After the 15 books or so that I was obliged to read to pass the admission exam for my master's degree in Literature I was free to choose whatever book I wanted. My first choice was Don DeLillo's Falling Man (in the Portuguese version: Homem em Queda), and that was a good, very good choice (I'm sorry I didn't write any review: it's an excellent book, absolutely worth reading, especially for those who, as is my case, are still troubled by what happened in 9/11). But after that, a month have passed in which I've been turning down books one after the other -for various reasons. Until today, when I've finally found "the good one". And I've thought: Why don't you write the list of the books you couldn't read? That'd be fair enough!
Here's the list. Note: I keep the books that I don't read, which is stupid, since you can exchange them (I did this only once).
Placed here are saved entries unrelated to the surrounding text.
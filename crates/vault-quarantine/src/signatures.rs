// SPDX-License-Identifier: BUSL-1.1
// Copyright (c) 2026 Alfred Jean LLC

//! Signature store freshness classification and bundle install. The
//! store is a directory per artifact kind (`av/`, `rules/`, the single
//! `blacklist.json`) under `QuarantineConfig::signatures_root`.

use std::path::{Path, PathBuf};

use chrono::{DateTime, Utc};
use thiserror::Error;

use crate::hash_blacklist::HashBlacklist;

const FRESH_THRESHOLD_HOURS: i64 = 24;
const STALE_THRESHOLD_HOURS: i64 = 168;

#[derive(Debug, Clone, Copy, PartialEq, Eq, serde::Serialize)]
#[serde(rename_all = "snake_case")]
pub enum Freshness {
    Fresh,
    Stale,
    Outdated,
    Missing,
}

pub fn classify_age(newest_artifact_at: Option<DateTime<Utc>>, now: DateTime<Utc>) -> Freshness {
    let Some(at) = newest_artifact_at else {
        return Freshness::Missing;
    };
    let age_hours = (now - at).num_hours();
    if age_hours < FRESH_THRESHOLD_HOURS {
        Freshness::Fresh
    } else if age_hours < STALE_THRESHOLD_HOURS {
        Freshness::Stale
    } else {
        Freshness::Outdated
    }
}

#[derive(Debug, Clone, serde::Serialize)]
pub struct SignatureReport {
    pub av: Freshness,
    pub rules: Freshness,
    pub hash_blacklist: Freshness,
}

/// Newest-mtime-in-directory helper; returns `None` for a missing or
/// empty directory.
async fn newest_mtime_in_dir(dir: &Path) -> Option<DateTime<Utc>> {
    let mut entries = tokio::fs::read_dir(dir).await.ok()?;
    let mut newest: Option<DateTime<Utc>> = None;
    while let Ok(Some(entry)) = entries.next_entry().await {
        let Ok(metadata) = entry.metadata().await else {
            continue;
        };
        let Ok(modified) = metadata.modified() else {
            continue;
        };
        let modified: DateTime<Utc> = modified.into();
        newest = Some(match newest {
            Some(current) if current >= modified => current,
            _ => modified,
        });
    }
    newest
}

async fn mtime_of_file(path: &Path) -> Option<DateTime<Utc>> {
    let metadata = tokio::fs::metadata(path).await.ok()?;
    let modified = metadata.modified().ok()?;
    Some(modified.into())
}

pub async fn signature_report(signatures_root: &Path, now: DateTime<Utc>) -> SignatureReport {
    let av_dir = signatures_root.join("av");
    let rules_dir = signatures_root.join("rules");
    let blacklist_path = signatures_root.join("blacklist.json");

    SignatureReport {
        av: classify_age(newest_mtime_in_dir(&av_dir).await, now),
        rules: classify_age(newest_mtime_in_dir(&rules_dir).await, now),
        hash_blacklist: classify_age(mtime_of_file(&blacklist_path).await, now),
    }
}

#[derive(Debug, Error)]
pub enum BundleInstallError {
    #[error("i/o error reading source bundle directory: {0}")]
    Io(#[from] std::io::Error),
    #[error("blacklist file in bundle does not match the expected shape: {0}")]
    InvalidBlacklistShape(serde_json::Error),
}

#[derive(Debug, Clone, Default, serde::Serialize)]
pub struct BundleInstallReport {
    pub av_files_installed: u32,
    pub rule_files_installed: u32,
    pub blacklist_installed: bool,
}

/// Copies recognized artifact files from a USB-supplied directory into
/// the signature store. `*.yar`/`*.yara` go to `rules/`, everything else
/// in an `av/` subdirectory goes to `av/`, and `blacklist.json` is
/// accepted only if it parses as `{hashes: [...]}`.
pub async fn install_bundle(source_dir: &Path, signatures_root: &Path) -> Result<BundleInstallReport, BundleInstallError> {
    let mut report = BundleInstallReport::default();

    let rules_dest = signatures_root.join("rules");
    let av_dest = signatures_root.join("av");
    tokio::fs::create_dir_all(&rules_dest).await?;
    tokio::fs::create_dir_all(&av_dest).await?;

    let mut entries = tokio::fs::read_dir(source_dir).await?;
    while let Ok(Some(entry)) = entries.next_entry().await {
        let path = entry.path();
        let Some(name) = path.file_name().and_then(|n| n.to_str()) else {
            continue;
        };

        if matches!(path.extension().and_then(|e| e.to_str()), Some("yar") | Some("yara")) {
            copy_into(&path, &rules_dest.join(name)).await?;
            report.rule_files_installed += 1;
        } else if name == "blacklist.json" {
            let bytes = tokio::fs::read(&path).await?;
            HashBlacklist::validate_shape(&bytes).map_err(BundleInstallError::InvalidBlacklistShape)?;
            tokio::fs::write(signatures_root.join("blacklist.json"), &bytes).await?;
            report.blacklist_installed = true;
        } else if name.starts_with("av") {
            copy_into(&path, &av_dest.join(name)).await?;
            report.av_files_installed += 1;
        }
    }

    Ok(report)
}

async fn copy_into(source: &Path, destination: &PathBuf) -> std::io::Result<()> {
    tokio::fs::copy(source, destination).await.map(|_| ())
}

#[cfg(test)]
#[path = "signatures_tests.rs"]
mod tests;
El pasado, by Alan Pauls (in the Portuguese version: O passado). This is the one that I exchanged (for two guides of the 6a Bienal do Mercosul). I found the first pages an immature chatter about the end of a love and sex relationship.
The Western Canon, by Harold Bloom (in the Spanish version: El canon occidental). This book was laying on the shelves since 1995 (!). I read the chapters about Shakespeare and Dante (and found that had already read the ones dedicated to Goethe and Freud), and stopped. Bloom may be a great literary critic, but his writing can be very boring.
The Heart Is a Lonely Hunter, by Carson McCullers (in the Portuguese version: O coração é um caçador solitário). I'm sure it's a very good book, and I was enjoying the beginning (those two deaf-mute friends), and I'm sure it'd be impressive to read something this good written by a 22-year-old. But I wrongly thought: Why reading this when I could be reading Faulkner? Plus, I guess, I wasn't in the mood to read yet another story set in the deep south of the US.
Os melhores contos de loucura, by Flávio Moreira Costa (ed.) (in Portuguese). I've an interest in the subject, so when I found this compilation at the bookstore of the airport of São Paulo I didn't hesitate. Ultimately, I got to read nearly all the stories, but I found the whole disappointing. Worse than anything are the introductory texts to each story, by the editor, which I ended up skipping (I even thought of cutting those pages, to make the book look better). The best, the two stories by Lima Barreto, my discovery of Georg Büchner, and the text by Carlos Sussekind and Carlos Sussekind Filho, father and son: an extract from the book Armadilha para Lamartine, which I must find.
Mil cretins, by Quim Monzó (in Catalan). Monzó is supposed to be the best Catalan short story writer. I've never liked him, not especially. Never liked his collaborations in the press (he mainly rewrites supposedly funny stories from odd foreign newspapers he may find who knows where). But my dislike for his serious work was groundless (I hadn't read him in a very long time), and I wanted some reasons. His thin new book gave me a good opportunity. I found a few stories good, one of them stupid, and most of them just right. And I didn't finished the book, which is why I put it in the list.
The Best American Comics 2007, by Chris Ware (ed.) (in English). Another compilation. I like comics, and I like Chris Ware, and he inspired me more confidence than Flávio Moreira, whom I didn't know, and the book, a 350-page, beautiful hardcover, was only € 16, so of course I bought it, delightedly. Only to find a book irregular in quality, something you can expect from a monthly publication, but not from a compilation of the best of a year. Mr Ware might have been too particular in the selection. Or then, the year was not a good one.
Une exécution ordinaire, by Marc Dugain (in the Catalan version: Una execució ordinària). My father lent me this book after seeing a play based on it (Stalin, by J. M. Flotats, which is having great success in Barcelona). To my taste, too much discourse and too little facts.